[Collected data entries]
Content starts

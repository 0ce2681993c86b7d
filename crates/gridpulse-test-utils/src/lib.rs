//! Testing utilities for the GridPulse workspace
//!
//! Shared fixtures for the end-to-end scenarios, parameter sources and graph
//! lookups.

#![allow(missing_docs)]

use chrono::{DateTime, TimeZone, Utc};
use gridpulse_core::Catalog;
use gridpulse_infra::params::MapSource;
use gridpulse_infra::types::{Descriptor, DescriptorId, ResourceType};
use gridpulse_infra::{EnvironmentConfig, EnvironmentGraph, SupabaseConfig};
use rand::rngs::StdRng;
use rand::SeedableRng;
use std::path::PathBuf;

/// Scenario 1: managed Postgres with password `abc123`
pub fn managed_config() -> EnvironmentConfig {
    EnvironmentConfig::new("p", "prod", "t", "s").with_postgres_password("abc123")
}

pub fn scenario_supabase() -> SupabaseConfig {
    SupabaseConfig::new("x", "o", "n", "pw").with_region("us-east-1")
}

/// Scenario 2: Supabase only
pub fn supabase_config() -> EnvironmentConfig {
    EnvironmentConfig::new("p", "prod", "t", "s").with_supabase(scenario_supabase())
}

/// Scenario 3: both backends
pub fn ambiguous_config() -> EnvironmentConfig {
    managed_config().with_supabase(scenario_supabase())
}

/// Parameters satisfying the production stack with managed Postgres
pub fn production_source() -> MapSource {
    MapSource::new()
        .with("railway_token", "t")
        .with("project_id", "p")
        .with("session_secret", "s")
        .with("postgres_password", "abc123")
}

/// Parameters for the Supabase group
pub fn supabase_source() -> MapSource {
    MapSource::new()
        .with("railway_token", "t")
        .with("project_id", "p")
        .with("session_secret", "s")
        .with("supabase_access_token", "x")
        .with("supabase_organization_id", "o")
        .with("supabase_project_name", "n")
        .with("supabase_database_password", "pw")
}

pub fn service_id(name: &str) -> DescriptorId {
    DescriptorId::new(ResourceType::Service, name)
}

/// Exposed value of variable `name` on service `service`
pub fn variable(graph: &EnvironmentGraph, service: &str, name: &str) -> Option<String> {
    graph
        .variable(&service_id(service), name)
        .map(|value| value.expose())
}

/// Descriptor IDs in build order, as strings
pub fn ids(graph: &EnvironmentGraph) -> Vec<String> {
    graph.descriptors().map(|d| d.id().to_string()).collect()
}

/// Position of a descriptor in the creation order
pub fn position(graph: &EnvironmentGraph, id: &str) -> usize {
    graph
        .creation_order()
        .iter()
        .position(|candidate| candidate.to_string() == id)
        .unwrap_or_else(|| panic!("{id} not in creation order"))
}

pub fn descriptor<'a>(graph: &'a EnvironmentGraph, id: &str) -> &'a Descriptor {
    graph
        .descriptors()
        .find(|d| d.id().to_string() == id)
        .unwrap_or_else(|| panic!("{id} not in graph"))
}

/// Write a parameter file into a fresh temp directory
pub fn write_params(name: &str, contents: &str) -> (tempfile::TempDir, PathBuf) {
    let dir = tempfile::tempdir().unwrap();
    let path = dir.path().join(name);
    std::fs::write(&path, contents).unwrap();
    (dir, path)
}

/// Fixed clock for seed tests
pub fn seed_time() -> DateTime<Utc> {
    Utc.with_ymd_and_hms(2025, 3, 10, 15, 0, 0).unwrap()
}

pub fn seeded_rng(seed: u64) -> StdRng {
    StdRng::seed_from_u64(seed)
}

/// Catalog seeded at [`seed_time`]
pub fn seeded_catalog() -> Catalog {
    let mut catalog = Catalog::new();
    gridpulse_core::seed_catalog(&mut catalog, seed_time(), &mut seeded_rng(42)).unwrap();
    catalog
}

Content ends

- Problem requirements
Work through the data and count each line holding the string "rand". Give only that count.

- Solution for this exercise
2